- _Task instructions_:
Give back every record exactly.

- _Source material_:
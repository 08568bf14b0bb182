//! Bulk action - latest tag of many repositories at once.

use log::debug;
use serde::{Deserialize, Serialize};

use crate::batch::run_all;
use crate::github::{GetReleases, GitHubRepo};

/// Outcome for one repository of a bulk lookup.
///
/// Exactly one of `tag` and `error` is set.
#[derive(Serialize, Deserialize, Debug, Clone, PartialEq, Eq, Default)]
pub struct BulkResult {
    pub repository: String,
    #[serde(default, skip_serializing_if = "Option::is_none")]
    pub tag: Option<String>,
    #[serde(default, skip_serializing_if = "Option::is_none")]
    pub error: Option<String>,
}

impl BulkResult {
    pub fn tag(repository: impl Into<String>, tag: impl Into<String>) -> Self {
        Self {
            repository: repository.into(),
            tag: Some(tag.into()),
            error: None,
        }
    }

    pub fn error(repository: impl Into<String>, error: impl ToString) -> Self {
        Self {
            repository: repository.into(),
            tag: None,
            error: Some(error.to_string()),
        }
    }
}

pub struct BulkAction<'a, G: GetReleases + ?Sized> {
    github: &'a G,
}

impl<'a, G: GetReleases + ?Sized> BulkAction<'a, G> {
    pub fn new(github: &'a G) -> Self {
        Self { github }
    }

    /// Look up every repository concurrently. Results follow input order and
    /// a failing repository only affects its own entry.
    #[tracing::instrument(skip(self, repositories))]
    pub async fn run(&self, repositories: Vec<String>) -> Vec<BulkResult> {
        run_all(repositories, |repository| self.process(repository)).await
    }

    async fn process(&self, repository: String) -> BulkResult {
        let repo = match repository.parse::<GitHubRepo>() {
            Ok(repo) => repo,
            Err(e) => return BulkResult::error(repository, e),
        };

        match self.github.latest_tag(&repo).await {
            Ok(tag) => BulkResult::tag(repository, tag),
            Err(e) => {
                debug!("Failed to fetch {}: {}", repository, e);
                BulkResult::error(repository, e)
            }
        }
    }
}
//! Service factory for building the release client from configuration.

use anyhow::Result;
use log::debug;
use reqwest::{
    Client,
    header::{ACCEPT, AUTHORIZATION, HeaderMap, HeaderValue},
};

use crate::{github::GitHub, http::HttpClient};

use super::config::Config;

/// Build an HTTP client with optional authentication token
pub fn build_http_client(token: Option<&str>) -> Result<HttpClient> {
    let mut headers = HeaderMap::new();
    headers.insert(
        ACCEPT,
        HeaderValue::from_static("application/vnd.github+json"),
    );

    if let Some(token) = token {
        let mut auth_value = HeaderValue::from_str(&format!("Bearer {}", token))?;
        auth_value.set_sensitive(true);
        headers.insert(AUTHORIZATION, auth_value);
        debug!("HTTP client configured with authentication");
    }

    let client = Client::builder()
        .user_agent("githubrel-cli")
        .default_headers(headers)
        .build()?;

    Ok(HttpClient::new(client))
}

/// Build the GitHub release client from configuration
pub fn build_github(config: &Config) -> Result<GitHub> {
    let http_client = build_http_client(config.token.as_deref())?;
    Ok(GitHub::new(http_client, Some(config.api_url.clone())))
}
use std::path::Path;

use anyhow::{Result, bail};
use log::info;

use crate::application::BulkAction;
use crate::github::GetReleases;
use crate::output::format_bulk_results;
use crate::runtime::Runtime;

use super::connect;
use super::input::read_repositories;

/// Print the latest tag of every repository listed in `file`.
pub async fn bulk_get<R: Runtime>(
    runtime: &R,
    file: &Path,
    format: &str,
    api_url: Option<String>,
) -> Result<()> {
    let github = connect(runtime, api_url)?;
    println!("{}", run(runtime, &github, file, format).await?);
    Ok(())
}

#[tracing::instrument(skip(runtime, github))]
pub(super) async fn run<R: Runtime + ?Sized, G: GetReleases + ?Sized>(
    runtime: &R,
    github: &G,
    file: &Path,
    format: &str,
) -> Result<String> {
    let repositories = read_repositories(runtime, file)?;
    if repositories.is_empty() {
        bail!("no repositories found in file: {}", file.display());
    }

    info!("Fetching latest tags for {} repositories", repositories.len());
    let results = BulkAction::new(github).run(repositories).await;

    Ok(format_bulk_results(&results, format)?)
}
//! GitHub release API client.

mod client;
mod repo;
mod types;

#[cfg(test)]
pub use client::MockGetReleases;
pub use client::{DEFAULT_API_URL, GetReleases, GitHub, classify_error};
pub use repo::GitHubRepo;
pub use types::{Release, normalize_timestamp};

- _Answer to this problem_:
repository 08568bf14b0bb182
//! Bulk action - latest tag of many repositories at once.

use log::debug;
use serde::{Deserialize, Serialize};

use crate::batch::run_all;
use crate::github::{GetReleases, GitHubRepo};

/// Outcome for one repository of a bulk lookup.
///
/// Exactly one of `tag` and `error` is set.
#[derive(Serialize, Deserialize, Debug, Clone, PartialEq, Eq, Default)]
pub struct BulkResult {
    pub repository: String,
    #[serde(default, skip_serializing_if = "Option::is_none")]
    pub tag: Option<String>,
    #[serde(default, skip_serializing_if = "Option::is_none")]
    pub error: Option<String>,
}

impl BulkResult {
    pub fn tag(repository: impl Into<String>, tag: impl Into<String>) -> Self {
        Self {
            repository: repository.into(),
            tag: Some(tag.into()),
            error: None,
        }
    }

    pub fn error(repository: impl Into<String>, error: impl ToString) -> Self {
        Self {
            repository: repository.into(),
            tag: None,
            error: Some(error.to_string()),
        }
    }
}

pub struct BulkAction<'a, G: GetReleases + ?Sized> {
    github: &'a G,
}

impl<'a, G: GetReleases + ?Sized> BulkAction<'a, G> {
    pub fn new(github: &'a G) -> Self {
        Self { github }
    }

    /// Look up every repository concurrently. Results follow input order and
    /// a failing repository only affects its own entry.
    #[tracing::instrument(skip(self, repositories))]
    pub async fn run(&self, repositories: Vec<String>) -> Vec<BulkResult> {
        run_all(repositories, |repository| self.process(repository)).await
    }

    async fn process(&self, repository: String) -> BulkResult {
        let repo = match repository.parse::<GitHubRepo>() {
            Ok(repo) => repo,
            Err(e) => return BulkResult::error(repository, e),
        };

        match self.github.latest_tag(&repo).await {
            Ok(tag) => BulkResult::tag(repository, tag),
            Err(e) => {
                debug!("Failed to fetch {}: {}", repository, e);
                BulkResult::error(repository, e)
            }
        }
    }
}
//! Service factory for building the release client from configuration.

use anyhow::Result;
use log::debug;
use reqwest::{
    Client,
    header::{ACCEPT, AUTHORIZATION, HeaderMap, HeaderValue},
};

use crate::{github::GitHub, http::HttpClient};

use super::config::Config;

/// Build an HTTP client with optional authentication token
pub fn build_http_client(token: Option<&str>) -> Result<HttpClient> {
    let mut headers = HeaderMap::new();
    headers.insert(
        ACCEPT,
        HeaderValue::from_static("application/vnd.github+json"),
    );

    if let Some(token) = token {
        let mut auth_value = HeaderValue::from_str(&format!("Bearer {}", token))?;
        auth_value.set_sensitive(true);
        headers.insert(AUTHORIZATION, auth_value);
        debug!("HTTP client configured with authentication");
    }

    let client = Client::builder()
        .user_agent("githubrel-cli")
        .default_headers(headers)
        .build()?;

    Ok(HttpClient::new(client))
}

/// Build the GitHub release client from configuration
pub fn build_github(config: &Config) -> Result<GitHub> {
    let http_client = build_http_client(config.token.as_deref())?;
    Ok(GitHub::new(http_client, Some(config.api_url.clone())))
}
use std::path::Path;

use anyhow::{Result, bail};
use log::info;

use crate::application::BulkAction;
use crate::github::GetReleases;
use crate::output::format_bulk_results;
use crate::runtime::Runtime;

use super::connect;
use super::input::read_repositories;

/// Print the latest tag of every repository listed in `file`.
pub async fn bulk_get<R: Runtime>(
    runtime: &R,
    file: &Path,
    format: &str,
    api_url: Option<String>,
) -> Result<()> {
    let github = connect(runtime, api_url)?;
    println!("{}", run(runtime, &github, file, format).await?);
    Ok(())
}

#[tracing::instrument(skip(runtime, github))]
pub(super) async fn run<R: Runtime + ?Sized, G: GetReleases + ?Sized>(
    runtime: &R,
    github: &G,
    file: &Path,
    format: &str,
) -> Result<String> {
    let repositories = read_repositories(runtime, file)?;
    if repositories.is_empty() {
        bail!("no repositories found in file: {}", file.display());
    }

    info!("Fetching latest tags for {} repositories", repositories.len());
    let results = BulkAction::new(github).run(repositories).await;

    Ok(format_bulk_results(&results, format)?)
}
//! GitHub release API client.

mod client;
mod repo;
mod types;

#[cfg(test)]
pub use client::MockGetReleases;
pub use client::{DEFAULT_API_URL, GetReleases, GitHub, classify_error};
pub use repo::GitHubRepo;
pub use types::{Release, normalize_timestamp};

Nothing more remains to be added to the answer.